[SUPPLIED RECORDS — start]

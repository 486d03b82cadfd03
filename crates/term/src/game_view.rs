//! GameView: maps a `core::GameSnapshot` into a terminal framebuffer.
//!
//! This module is pure (no I/O). It can be unit-tested.
//!
//! The framed area covers the extended board: the playable grid plus the
//! ring of edge cells around it, where the push cursor and any block pushed
//! off the board are drawn.

use crate::core::GameSnapshot;
use crate::fb::{CellStyle, FrameBuffer, Rgb};
use crate::types::GameStatus;

/// Terminal viewport dimensions.
#[derive(Debug, Clone, Copy, PartialEq, Eq)]
pub struct Viewport {
    pub width: u16,
    pub height: u16,
}

impl Viewport {
    pub fn new(width: u16, height: u16) -> Self {
        Self { width, height }
    }
}

#[derive(Debug, Clone, Copy, PartialEq, Eq)]
pub enum AnchorY {
    Center,
    Top,
}

const BOARD_BG: Rgb = Rgb::new(30, 30, 40);
const CENTER_BG: Rgb = Rgb::new(40, 55, 45);
const EDGE_BG: Rgb = Rgb::new(12, 12, 16);

/// A lightweight terminal renderer for the puzzle.
pub struct GameView {
    /// Board cell width in terminal columns.
    cell_w: u16,
    /// Board cell height in terminal rows.
    cell_h: u16,
    anchor_y: AnchorY,
}

impl Default for GameView {
    fn default() -> Self {
        // 2x1 helps compensate for typical terminal glyph aspect ratio.
        Self {
            cell_w: 2,
            cell_h: 1,
            anchor_y: AnchorY::Center,
        }
    }
}

/// Frame placement for one render.
#[derive(Debug, Clone, Copy)]
struct Layout {
    start_x: u16,
    start_y: u16,
    frame_w: u16,
    frame_h: u16,
}

impl GameView {
    pub fn new(cell_w: u16, cell_h: u16) -> Self {
        Self {
            cell_w,
            cell_h,
            anchor_y: AnchorY::Center,
        }
    }

    pub fn with_anchor_y(mut self, anchor_y: AnchorY) -> Self {
        self.anchor_y = anchor_y;
        self
    }

    /// Size of the framed area for a grid of side `grid_size`.
    pub fn frame_size(&self, grid_size: i8) -> (u16, u16) {
        let ext = grid_size as u16 + 2;
        (ext * self.cell_w + 2, ext * self.cell_h + 2)
    }

    /// Render into an existing framebuffer, resizing it to the viewport.
    ///
    /// `cursor` is the edge cell currently selected for a push.
    pub fn render_into(
        &self,
        snap: &GameSnapshot,
        cursor: Option<(i8, i8)>,
        viewport: Viewport,
        fb: &mut FrameBuffer,
    ) {
        fb.resize(viewport.width, viewport.height);
        fb.clear(CellStyle::default().cell(' '));

        let n = snap.grid_size;
        let (frame_w, frame_h) = self.frame_size(n);
        let layout = Layout {
            start_x: viewport.width.saturating_sub(frame_w) / 2,
            start_y: match self.anchor_y {
                AnchorY::Center => viewport.height.saturating_sub(frame_h) / 2,
                AnchorY::Top => 0,
            },
            frame_w,
            frame_h,
        };

        self.draw_border(fb, layout, CellStyle::default());

        for row in -1..=n {
            for col in -1..=n {
                let on_board = row >= 0 && row < n && col >= 0 && col < n;
                if on_board {
                    self.draw_empty_cell(fb, layout, snap, row, col);
                } else {
                    self.draw_edge_cell(fb, layout, n, row, col, cursor == Some((row, col)));
                }
            }
        }

        let flash = snap.is_animating;
        for b in &snap.blocks {
            let on_board = b.row >= 0 && b.row < n && b.col >= 0 && b.col < n;
            let fg = if !on_board {
                Rgb::new(230, 70, 70)
            } else if flash && snap.last_moved.contains(&b.id) {
                Rgb::new(255, 255, 255)
            } else if snap.in_center(b.row, b.col) {
                Rgb::new(110, 220, 130)
            } else {
                Rgb::new(90, 160, 230)
            };
            let bg = if snap.in_center(b.row, b.col) {
                CENTER_BG
            } else if on_board {
                BOARD_BG
            } else {
                EDGE_BG
            };
            self.fill_cell(fb, layout, b.row, b.col, '█', CellStyle::new(fg, bg).bold());
        }

        self.draw_side_panel(fb, snap, viewport, layout);

        match snap.status {
            GameStatus::Won => self.draw_overlay_text(fb, layout, "SOLVED"),
            GameStatus::Lost => self.draw_overlay_text(fb, layout, "OFF THE BOARD"),
            GameStatus::Playing => {}
        }
    }

    /// Convenience helper that allocates a new framebuffer.
    pub fn render(
        &self,
        snap: &GameSnapshot,
        cursor: Option<(i8, i8)>,
        viewport: Viewport,
    ) -> FrameBuffer {
        let mut fb = FrameBuffer::new(viewport.width, viewport.height);
        self.render_into(snap, cursor, viewport, &mut fb);
        fb
    }

    fn draw_border(&self, fb: &mut FrameBuffer, l: Layout, style: CellStyle) {
        let (x, y, w, h) = (l.start_x, l.start_y, l.frame_w, l.frame_h);
        if w < 2 || h < 2 {
            return;
        }
        fb.put_char(x, y, '┌', style);
        fb.put_char(x + w - 1, y, '┐', style);
        fb.put_char(x, y + h - 1, '└', style);
        fb.put_char(x + w - 1, y + h - 1, '┘', style);

        for dx in 1..w - 1 {
            fb.put_char(x + dx, y, '─', style);
            fb.put_char(x + dx, y + h - 1, '─', style);
        }
        for dy in 1..h - 1 {
            fb.put_char(x, y + dy, '│', style);
            fb.put_char(x + w - 1, y + dy, '│', style);
        }
    }

    fn draw_empty_cell(&self, fb: &mut FrameBuffer, l: Layout, snap: &GameSnapshot, row: i8, col: i8) {
        let (ch, bg) = if snap.in_center(row, col) {
            ('+', CENTER_BG)
        } else {
            ('·', BOARD_BG)
        };
        let style = CellStyle::new(Rgb::new(90, 90, 100), bg).dim();
        self.fill_cell(fb, l, row, col, ch, style);
    }

    fn draw_edge_cell(&self, fb: &mut FrameBuffer, l: Layout, n: i8, row: i8, col: i8, selected: bool) {
        // Corners have no push.
        let ch = if row == -1 && col >= 0 && col < n {
            '▼'
        } else if row == n && col >= 0 && col < n {
            '▲'
        } else if col == -1 && row >= 0 && row < n {
            '▶'
        } else if col == n && row >= 0 && row < n {
            '◀'
        } else {
            ' '
        };
        let style = if selected {
            CellStyle::new(Rgb::new(20, 20, 20), Rgb::new(240, 200, 80)).bold()
        } else {
            CellStyle::new(Rgb::new(70, 70, 80), EDGE_BG).dim()
        };
        self.fill_cell(fb, l, row, col, ' ', style);
        let (px, py) = self.cell_origin(l, row, col);
        fb.put_char(px, py, ch, style);
    }

    /// Top-left terminal position of extended-board cell `(row, col)`.
    fn cell_origin(&self, l: Layout, row: i8, col: i8) -> (u16, u16) {
        let px = l.start_x + 1 + (col + 1) as u16 * self.cell_w;
        let py = l.start_y + 1 + (row + 1) as u16 * self.cell_h;
        (px, py)
    }

    fn fill_cell(&self, fb: &mut FrameBuffer, l: Layout, row: i8, col: i8, ch: char, style: CellStyle) {
        if row < -1 || col < -1 {
            return;
        }
        let (px, py) = self.cell_origin(l, row, col);
        fb.fill_rect(px, py, self.cell_w, self.cell_h, ch, style);
    }

    fn draw_side_panel(&self, fb: &mut FrameBuffer, snap: &GameSnapshot, viewport: Viewport, l: Layout) {
        let panel_x = l.start_x.saturating_add(l.frame_w).saturating_add(2);
        if panel_x >= viewport.width || viewport.width - panel_x < 12 {
            return;
        }

        let label = CellStyle::default().bold();
        let value = CellStyle::new(Rgb::new(200, 200, 200), Rgb::new(0, 0, 0));

        let mut y = l.start_y;
        fb.put_str(panel_x, y, "MODE", label);
        fb.put_str(panel_x + 8, y, snap.mode.as_str(), value);
        y = y.saturating_add(1);

        fb.put_str(panel_x, y, "SEED", label);
        match snap.seed {
            Some(seed) => fb.put_u32(panel_x + 8, y, seed, value),
            None => fb.put_str(panel_x + 8, y, "-", value),
        }
        y = y.saturating_add(1);

        fb.put_str(panel_x, y, "MOVES", label);
        fb.put_u32(panel_x + 8, y, snap.move_count, value);
        y = y.saturating_add(1);

        fb.put_str(panel_x, y, "RETRIES", label);
        fb.put_u32(panel_x + 8, y, snap.retry_count, value);
        y = y.saturating_add(2);

        let help = value.dim();
        for line in [
            "arrows  move",
            "enter   push",
            "r       retry",
            "m       mode",
            "n       next day",
            "q       quit",
        ] {
            if y >= viewport.height {
                break;
            }
            fb.put_str(panel_x, y, line, help);
            y = y.saturating_add(1);
        }
    }

    fn draw_overlay_text(&self, fb: &mut FrameBuffer, l: Layout, text: &str) {
        let mid_y = l.start_y.saturating_add(l.frame_h / 2);
        let text_w = text.chars().count() as u16;
        let x = l.start_x.saturating_add(l.frame_w.saturating_sub(text_w) / 2);
        let style = CellStyle::new(Rgb::new(255, 255, 255), Rgb::new(0, 0, 0)).bold();
        fb.put_str(x, mid_y, text, style);
    }
}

[SUPPLIED RECORDS — finish]

● **EXERCISE REQUIREMENTS**: Return, exactly as they stand, the lines from the start of the records above through the line with "const EDGE_BG: Rgb = Rgb::new(12, 12, 16);", both ends included, and no other lines.

● **RESPONSE BOX**:
repository 486d03b82cadfd03
filename crates/term/src/game_view.rs
//! GameView: maps a `core::GameSnapshot` into a terminal framebuffer.
//!
//! This module is pure (no I/O). It can be unit-tested.
//!
//! The framed area covers the extended board: the playable grid plus the
//! ring of edge cells around it, where the push cursor and any block pushed
//! off the board are drawn.

use crate::core::GameSnapshot;
use crate::fb::{CellStyle, FrameBuffer, Rgb};
use crate::types::GameStatus;

/// Terminal viewport dimensions.
#[derive(Debug, Clone, Copy, PartialEq, Eq)]
pub struct Viewport {
    pub width: u16,
    pub height: u16,
}

impl Viewport {
    pub fn new(width: u16, height: u16) -> Self {
        Self { width, height }
    }
}

#[derive(Debug, Clone, Copy, PartialEq, Eq)]
pub enum AnchorY {
    Center,
    Top,
}

const BOARD_BG: Rgb = Rgb::new(30, 30, 40);
const CENTER_BG: Rgb = Rgb::new(40, 55, 45);
const EDGE_BG: Rgb = Rgb::new(12, 12, 16);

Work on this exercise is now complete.